Hazelcast Simulator is a high-performance, production-grade testing framework for running performance, stress, and latency tests on Hazelcast clusters. It allows you to simulate complex workloads and evaluate distributed systems in a realistic and reproducible manner.
Hazelcast Simulator is designed for:
- 
Validating new features. 
- 
Detecting regressions. 
- 
Measuring throughput and latency under varying loads. 
- 
Simulating real-world failures (such as network latency and node crashes). 
- 
Running tests against cloud-deployed Hazelcast clusters. 
Key capabilities
- 
Supports both throughput and latency-oriented testing modes. 
- 
Orchestrates tests across multiple clients and members, with configurable topologies. 
- 
Provides out-of-the-box support for static infrastructure. 
- 
Support for automatic provisioning of cloud infrastructure (currently for AWS). 
- 
Integrates with monitoring tools and profilers for system-level analysis. 
- 
Enables custom test logic with a flexible Java-based test API. 
Supported test types
Simulator enables the execution of a variety of performance test types:
- 
Load Tests: Combined throughput and latency under realistic load. 
- 
Max Throughput Tests: Identify system saturation points under increasing concurrency. 
- 
Latency Tests: Measure operation response time at fixed request rates. 
- 
Spike and Soak Tests: Evaluate short bursts and long-term stability. 
- 
Stress Tests: Push the system until failure to observe limits. 
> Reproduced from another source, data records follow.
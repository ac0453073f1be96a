//! Data types that flow from extraction into the store.

use chrono::NaiveDateTime;

/// Document properties read from a PDF's `/Info` dictionary.
///
/// Any field may be absent; dates are already normalized to UTC.
#[derive(Debug, Clone, Default, PartialEq)]
pub struct PdfMetadata {
    pub title: Option<String>,
    pub author: Option<String>,
    pub subject: Option<String>,
    pub creator: Option<String>,
    pub creation_date: Option<NaiveDateTime>,
    pub modification_date: Option<NaiveDateTime>,
}

/// One row of `pdf_metadata`, before the store assigns its id.
#[derive(Debug, Clone, PartialEq)]
pub struct PdfRecord {
    pub path: String,
    pub metadata: PdfMetadata,
    pub content: String,
}

impl PdfRecord {
    pub fn new(path: impl Into<String>, metadata: PdfMetadata, content: String) -> Self {
        Self {
            path: path.into(),
            metadata,
            content,
        }
    }
}

/// A persisted record together with its store-assigned id.
#[derive(Debug, Clone, PartialEq)]
pub struct StoredRecord {
    pub id: i64,
    pub record: PdfRecord,
}

/// Counters reported at the end of a scan.
#[derive(Debug, Clone, Default, PartialEq, Eq)]
pub struct ScanReport {
    /// PDF files discovered under the root.
    pub files_found: u64,
    /// Records written to the store.
    pub records_saved: u64,
    /// Files skipped because metadata or text extraction failed.
    pub extraction_failed: u64,
    /// Files whose insert failed.
    pub store_failed: u64,
}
Performance testing strategy
Before executing tests:
- 
Use a test plan to define test scope, goals, and configurations. 
- 
Choose appropriate machine types, network configuration, and topology. 
- 
Consider persistence, CPU, memory, and network bandwidth requirements. 
Executing tests:
- 
Start with a small cluster and progressively scale load by adjusting parameters such as threadCountandratePerSecond.
- 
Continuously monitor throughput ( TPS), latency percentiles, CPU utilization, memory consumption, and other relevant system metrics.
- 
Use Hazelcast Simulator’s latency measurement and ramp-up utilities to apply load in a controlled and reproducible manner. 
After executing tests:
- 
Analyze the collected metrics and logs to detect bottlenecks, stability issues, and scaling thresholds. 
- 
Compare observed results against the goals defined in the test plan and identify bottlenecks or deviations from the planned outcomes. 
- 
Conclude by shutting down or cleaning up all cluster instances and related resources to avoid interference with subsequent runs. 
Advanced features
- 
Network Latency Simulation: Inject delays between groups of machines. 
- 
CP Subsystem Testing: Configure CP member priorities using cp_priorities.
- 
Flight Recorder Integration: Enable JFR for profiling with member_args.
- 
Warmup/Cooldown: Configure warmup and cooldown periods to improve report accuracy.